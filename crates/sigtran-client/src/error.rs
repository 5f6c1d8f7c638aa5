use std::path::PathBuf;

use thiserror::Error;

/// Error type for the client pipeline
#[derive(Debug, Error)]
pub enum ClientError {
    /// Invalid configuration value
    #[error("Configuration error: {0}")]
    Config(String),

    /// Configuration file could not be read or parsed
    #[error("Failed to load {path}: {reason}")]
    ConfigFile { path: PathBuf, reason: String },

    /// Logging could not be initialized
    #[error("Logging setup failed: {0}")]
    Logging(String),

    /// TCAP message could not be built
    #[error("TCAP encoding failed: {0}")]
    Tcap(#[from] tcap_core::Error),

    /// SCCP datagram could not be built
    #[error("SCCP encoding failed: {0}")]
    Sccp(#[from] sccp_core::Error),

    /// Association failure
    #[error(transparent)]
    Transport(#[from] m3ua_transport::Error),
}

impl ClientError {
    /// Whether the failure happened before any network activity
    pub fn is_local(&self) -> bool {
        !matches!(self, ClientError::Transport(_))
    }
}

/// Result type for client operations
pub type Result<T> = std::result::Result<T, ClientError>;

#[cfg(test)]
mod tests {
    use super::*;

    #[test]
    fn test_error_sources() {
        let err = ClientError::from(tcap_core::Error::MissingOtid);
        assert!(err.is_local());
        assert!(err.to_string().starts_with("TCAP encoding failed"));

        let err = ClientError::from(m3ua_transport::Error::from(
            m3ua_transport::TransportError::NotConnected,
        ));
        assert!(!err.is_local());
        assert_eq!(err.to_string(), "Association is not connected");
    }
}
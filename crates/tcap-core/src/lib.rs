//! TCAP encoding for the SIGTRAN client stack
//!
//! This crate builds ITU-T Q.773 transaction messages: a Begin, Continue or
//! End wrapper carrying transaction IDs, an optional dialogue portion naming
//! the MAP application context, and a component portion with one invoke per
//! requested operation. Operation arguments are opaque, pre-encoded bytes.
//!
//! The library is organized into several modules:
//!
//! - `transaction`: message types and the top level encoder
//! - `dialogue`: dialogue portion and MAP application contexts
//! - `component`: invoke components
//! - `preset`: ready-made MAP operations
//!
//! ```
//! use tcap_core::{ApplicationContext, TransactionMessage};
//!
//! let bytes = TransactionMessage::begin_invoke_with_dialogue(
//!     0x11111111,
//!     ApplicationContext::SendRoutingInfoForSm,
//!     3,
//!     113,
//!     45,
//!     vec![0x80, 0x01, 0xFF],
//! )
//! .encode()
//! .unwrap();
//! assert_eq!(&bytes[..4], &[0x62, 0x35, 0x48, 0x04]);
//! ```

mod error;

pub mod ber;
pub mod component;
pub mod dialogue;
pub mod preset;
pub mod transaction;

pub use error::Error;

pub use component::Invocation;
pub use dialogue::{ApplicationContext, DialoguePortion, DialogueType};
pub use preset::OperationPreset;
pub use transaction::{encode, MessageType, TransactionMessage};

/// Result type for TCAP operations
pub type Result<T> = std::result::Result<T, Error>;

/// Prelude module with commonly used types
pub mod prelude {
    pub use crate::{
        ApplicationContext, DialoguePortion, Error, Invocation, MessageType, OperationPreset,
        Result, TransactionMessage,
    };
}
*****
> **Assigned task**: What is needed is every line from the start of the entries through the line containing "#[error(transparent)]", returned word for word and nothing else.

> **Answer for the task**:
filename crates/sigtran-client/src/error.rs
repository 5f6c1d8f7c638aa5
use std::path::PathBuf;

use thiserror::Error;

/// Error type for the client pipeline
#[derive(Debug, Error)]
pub enum ClientError {
    /// Invalid configuration value
    #[error("Configuration error: {0}")]
    Config(String),

    /// Configuration file could not be read or parsed
    #[error("Failed to load {path}: {reason}")]
    ConfigFile { path: PathBuf, reason: String },

    /// Logging could not be initialized
    #[error("Logging setup failed: {0}")]
    Logging(String),

    /// TCAP message could not be built
    #[error("TCAP encoding failed: {0}")]
    Tcap(#[from] tcap_core::Error),

    /// SCCP datagram could not be built
    #[error("SCCP encoding failed: {0}")]
    Sccp(#[from] sccp_core::Error),

    /// Association failure
    #[error(transparent)]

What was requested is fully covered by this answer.